-- Opening Marker --

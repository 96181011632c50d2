use std::sync::Arc;

use choros::fetch::{Endpoints, Source, load_blocking};
use choros::render::{
    COUNTIES_OBJECT, DeterministicTextMeasurer, Equirectangular, Identity, PointerEvent,
    Projection, build_scene,
};
use choros::{ChartOptions, FipsCode, JoinPolicy, Rgb, join_counties, terrapin};
use serde::Serialize;

#[derive(Debug)]
enum CliError {
    Usage(&'static str),
    Io(std::io::Error),
    Fetch(choros::fetch::FetchError),
    Chart(choros::Error),
    Topology(terrapin::Error),
    Json(serde_json::Error),
}

impl std::fmt::Display for CliError {
    fn fmt(&self, f: &mut std::fmt::Formatter<'_>) -> std::fmt::Result {
        match self {
            CliError::Usage(msg) => write!(f, "{msg}"),
            CliError::Io(err) => write!(f, "I/O error: {err}"),
            CliError::Fetch(err) => write!(f, "{err}"),
            CliError::Chart(err) => write!(f, "{err}"),
            CliError::Topology(err) => write!(f, "{err}"),
            CliError::Json(err) => write!(f, "JSON error: {err}"),
        }
    }
}

impl From<std::io::Error> for CliError {
    fn from(value: std::io::Error) -> Self {
        Self::Io(value)
    }
}

impl From<choros::fetch::FetchError> for CliError {
    fn from(value: choros::fetch::FetchError) -> Self {
        Self::Fetch(value)
    }
}

impl From<choros::Error> for CliError {
    fn from(value: choros::Error) -> Self {
        Self::Chart(value)
    }
}

impl From<terrapin::Error> for CliError {
    fn from(value: terrapin::Error) -> Self {
        Self::Topology(value)
    }
}

impl From<serde_json::Error> for CliError {
    fn from(value: serde_json::Error) -> Self {
        Self::Json(value)
    }
}

#[derive(Debug, Clone, Copy, Default)]
enum Command {
    #[default]
    Render,
    Join,
}

#[derive(Debug, Clone, Copy, Default)]
enum ProjectionKind {
    #[default]
    Identity,
    Equirectangular,
}

#[derive(Debug, Default)]
struct Args {
    command: Command,
    counties: Option<String>,
    education: Option<String>,
    join_policy: JoinPolicy,
    projection: ProjectionKind,
    hover: Option<u32>,
    pointer: Option<(f64, f64)>,
    low_color: Option<String>,
    high_color: Option<String>,
    pretty: bool,
    out: Option<String>,
}

fn usage() -> &'static str {
    "choros-cli\n\
\n\
USAGE:\n\
  choros-cli [render] [--counties <url|path>] [--education <url|path>] [--projection identity|equirectangular] [--join-policy strict|skip|zero-fill] [--low-color <color>] [--high-color <color>] [--hover <fips>] [--pointer <x,y>] [--out <path>]\n\
  choros-cli join [--counties <url|path>] [--education <url|path>] [--join-policy strict|skip|zero-fill] [--pretty]\n\
\n\
NOTES:\n\
  - Dataset sources default to the freeCodeCamp CDN; pass file paths to work offline.\n\
  - render prints SVG to stdout by default; use --out to write a file.\n\
  - --hover highlights a county and fills the tooltip before serializing; --pointer places it.\n\
  - join prints the joined county records as JSON.\n\
"
}

fn parse_args(argv: &[String]) -> Result<Args, CliError> {
    let mut args = Args::default();

    let mut it = argv.iter().skip(1);
    while let Some(a) = it.next() {
        match a.as_str() {
            "--help" | "-h" => return Err(CliError::Usage(usage())),
            "render" => args.command = Command::Render,
            "join" => args.command = Command::Join,
            "--pretty" => args.pretty = true,
            "--counties" => {
                let Some(value) = it.next() else {
                    return Err(CliError::Usage(usage()));
                };
                args.counties = Some(value.clone());
            }
            "--education" => {
                let Some(value) = it.next() else {
                    return Err(CliError::Usage(usage()));
                };
                args.education = Some(value.clone());
            }
            "--join-policy" => {
                let Some(policy) = it.next() else {
                    return Err(CliError::Usage(usage()));
                };
                args.join_policy = match policy.as_str() {
                    "strict" => JoinPolicy::Strict,
                    "skip" => JoinPolicy::Skip,
                    "zero-fill" | "zero" => JoinPolicy::ZeroFill,
                    _ => return Err(CliError::Usage(usage())),
                };
            }
            "--projection" => {
                let Some(kind) = it.next() else {
                    return Err(CliError::Usage(usage()));
                };
                args.projection = match kind.as_str() {
                    "identity" => ProjectionKind::Identity,
                    "equirectangular" => ProjectionKind::Equirectangular,
                    _ => return Err(CliError::Usage(usage())),
                };
            }
            "--hover" => {
                let Some(fips) = it.next() else {
                    return Err(CliError::Usage(usage()));
                };
                args.hover = Some(
                    fips.trim()
                        .parse::<u32>()
                        .map_err(|_| CliError::Usage(usage()))?,
                );
            }
            "--pointer" => {
                let Some(point) = it.next() else {
                    return Err(CliError::Usage(usage()));
                };
                let Some((x, y)) = point.split_once(',') else {
                    return Err(CliError::Usage(usage()));
                };
                let x = x.trim().parse::<f64>().map_err(|_| CliError::Usage(usage()))?;
                let y = y.trim().parse::<f64>().map_err(|_| CliError::Usage(usage()))?;
                if !(x.is_finite() && y.is_finite()) {
                    return Err(CliError::Usage(usage()));
                }
                args.pointer = Some((x, y));
            }
            "--low-color" => {
                let Some(color) = it.next() else {
                    return Err(CliError::Usage(usage()));
                };
                args.low_color = Some(color.clone());
            }
            "--high-color" => {
                let Some(color) = it.next() else {
                    return Err(CliError::Usage(usage()));
                };
                args.high_color = Some(color.clone());
            }
            "--out" => {
                let Some(out) = it.next() else {
                    return Err(CliError::Usage(usage()));
                };
                args.out = Some(out.clone());
            }
            _ => return Err(CliError::Usage(usage())),
        }
    }

    Ok(args)
}

fn write_json(value: &impl Serialize, pretty: bool) -> Result<(), CliError> {
    if pretty {
        serde_json::to_writer_pretty(std::io::stdout().lock(), value)?;
    } else {
        serde_json::to_writer(std::io::stdout().lock(), value)?;
    }
    Ok(())
}

fn write_text(text: &str, out: Option<&str>) -> Result<(), CliError> {
    match out {
        None => {
            print!("{text}");
            Ok(())
        }
        Some(path) => {
            std::fs::write(path, text)?;
            Ok(())
        }
    }
}

fn run(args: Args) -> Result<(), CliError> {
    let mut endpoints = Endpoints::default();
    if let Some(counties) = args.counties.as_deref() {
        endpoints.counties = Source::parse(counties);
    }
    if let Some(education) = args.education.as_deref() {
        endpoints.education = Source::parse(education);
    }
    let (topology, records) = load_blocking(&endpoints)?;

    let mut options = ChartOptions {
        join_policy: args.join_policy,
        ..ChartOptions::default()
    };
    if let Some(low) = args.low_color.as_deref() {
        options.low_color = Rgb::parse(low)?;
    }
    if let Some(high) = args.high_color.as_deref() {
        options.high_color = Rgb::parse(high)?;
    }

    match args.command {
        Command::Join => {
            let counties = join_counties(
                terrapin::feature_collection(&topology, COUNTIES_OBJECT)?,
                &records,
                options.join_policy,
            )?;
            write_json(&counties, args.pretty)
        }
        Command::Render => {
            let projection: Box<dyn Projection> = match args.projection {
                ProjectionKind::Identity => Box::new(Identity),
                ProjectionKind::Equirectangular => Box::new(Equirectangular {
                    width: options.width,
                    height: options.height,
                }),
            };
            let mut scene = build_scene(
                &topology,
                &records,
                &options,
                projection.as_ref(),
                Arc::new(DeterministicTextMeasurer::default()),
            )?;
            if let Some(fips) = args.hover {
                scene.pointer(PointerEvent::Enter(FipsCode(fips)));
            }
            if let Some((x, y)) = args.pointer {
                scene.pointer(PointerEvent::Move { x, y });
            }
            write_text(&scene.to_svg(), args.out.as_deref())
        }
    }
}

fn main() {
    tracing_subscriber::fmt()
        .with_env_filter(
            tracing_subscriber::EnvFilter::try_from_default_env()
                .unwrap_or_else(|_| "warn".into()),
        )
        .init();

    let args = match parse_args(&std::env::args().collect::<Vec<_>>()) {
        Ok(v) => v,
        Err(CliError::Usage(msg)) => {
            eprintln!("{msg}");
            std::process::exit(2);
        }
        Err(err) => {
            eprintln!("{err}");
            std::process::exit(1);
        }
    };

    match run(args) {
        Ok(()) => {}
        Err(err) => {
            eprintln!("{err}");
            std::process::exit(1);
        }
    }
}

-- Closing Marker --

PROBLEM STATEMENT. Copy out all lines of the material containing the word "String".

ANSWER AREA.
    counties: Option<String>,
    education: Option<String>,
    low_color: Option<String>,
    high_color: Option<String>,
    out: Option<String>,
fn parse_args(argv: &[String]) -> Result<Args, CliError> {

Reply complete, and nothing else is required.